Venezuela antwortet auf Verbalattacken der Bundeskanzlerin. Widerspruch aus dem Bundestag

Von Harald Neuber *

Der Streit um die Venezuela-Kritik der deutschen Bundeskanzlerin Angela Merkel geht in eine neue Runde. Am Dienstag (Ortszeit) veröffentlichte das venezolanische Außenministerium eine Stellungnahme, in der die Angriffe der CDU-Politikerin auf Präsident Hugo Chávez als Gefahr für die Beziehungen beider Staaten bezeichnet wurden. »Ihre Äußerungen berühren nicht nur die bilateralen Beziehungen«, heißt es in dem Kommuniqué. Sie stünden auch im Widerspruch zu der Absicht Berlins, die Zusammenarbeit mit Lateinamerika und der Karibik zu verbessern. Offenbar versuche Merkel, die lateinamerikanischen Staaten zu spalten.

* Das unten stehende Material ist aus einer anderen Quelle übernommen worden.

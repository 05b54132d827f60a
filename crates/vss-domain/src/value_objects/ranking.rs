//! Ranking results

use serde::{Deserialize, Serialize};

use super::ObjectKey;

/// One scored candidate
#[derive(Debug, Clone, PartialEq, Serialize, Deserialize)]
pub struct RankedEntry {
    /// Candidate key
    pub key: ObjectKey,
    /// Position of the candidate in the ranker's input
    pub index: usize,
    /// Cosine similarity to the query, in [-1, 1]
    pub score: f32,
}

/// Value Object: Ranked Result
///
/// Candidates ordered by descending score. Equal scores keep their input
/// order, so the ranking is a pure function of the candidate sequence.
#[derive(Debug, Clone, Default, PartialEq, Serialize, Deserialize)]
pub struct RankedResult {
    entries: Vec<RankedEntry>,
}

impl RankedResult {
    /// Wrap entries that are already in rank order
    pub fn from_sorted(entries: Vec<RankedEntry>) -> Self {
        debug_assert!(entries.windows(2).all(|w| w[0].score >= w[1].score));
        Self { entries }
    }

    /// An empty ranking
    pub fn empty() -> Self {
        Self::default()
    }

    /// Entries in rank order
    pub fn entries(&self) -> &[RankedEntry] {
        &self.entries
    }

    /// Number of ranked candidates
    pub fn len(&self) -> usize {
        self.entries.len()
    }

    /// Whether nothing was ranked
    pub fn is_empty(&self) -> bool {
        self.entries.is_empty()
    }

    /// Keys in rank order
    pub fn keys(&self) -> impl Iterator<Item = &ObjectKey> {
        self.entries.iter().map(|e| &e.key)
    }

    /// Input positions in rank order (an argsort, descending)
    pub fn indices(&self) -> impl Iterator<Item = usize> + '_ {
        self.entries.iter().map(|e| e.index)
    }

    /// Scores in rank order
    pub fn scores(&self) -> impl Iterator<Item = f32> + '_ {
        self.entries.iter().map(|e| e.score)
    }

    /// The first `k` entries; presentation-level slicing
    pub fn top(&self, k: usize) -> &[RankedEntry] {
        &self.entries[..k.min(self.entries.len())]
    }
}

In einem Interview mit dpa hatte Merkel zuvor harsche Kritik an Venezuela geübt. Präsident Chávez unterstellte sie, die Beziehungen zur EU beeinträchtigen zu wollen. Am Wochenende werden Merkel und Chávez am EU-Lateinamerika-Gipfel in der peruanischen Hauptstadt Lima teilnehmen.

Nun distanzierten sich auch mehrere Bundestagsabgeordnete von Merkels Lateinamerika-Politik. Schon in der letzten Legislaturperiode habe sich die CDU »stark an der Regierung von Álvaro Uribe in Kolumbien orientiert«, sagte der Grünen-Politiker Hans-Christian Ströbele gegenüber junge Welt. »Diese Linie versucht Bundeskanzlerin Angela Merkel nun offenbar fortzusetzen.« In Venezuela sei zwar nicht alles »demokratisch und nicht alles entspricht unseren demokratischen Vorstellungen«, so Ströbele weiter, aber im Vergleich dazu sei die Lage der Demokratie und der Menschenrechte in Kolumbien »katastrophal«. Dies müsse die Bundesregierung einsehen.

In einer Bundestagsdebatte am vergangenen Freitag hatte auch der SPD-Politiker Lothar Mark auf diesen Gegensatz hingewiesen: »Man muß zur Kenntnis nehmen, daß alle Schritte, die von ihm unternommen wurden, demokratisch abgesegnet waren«, sagte Mark über den venezolanischen Präsidenten. Die Linke-Abgeordnete Heike Hänsel forderte Merkel indes auf, »den politischen Entwicklungen, die in Lateinamerika von den neuen linken Regierungen ausgehen, Rechnung zu tragen«. Bislang folge die Bundeskanzlerin einer gegenteiligen Linie, so Hänsel gegenüber jW. Mit Ausnahme von Brasilien führte ihre Reiseroute ausschließlich in rechtsregierte Staaten.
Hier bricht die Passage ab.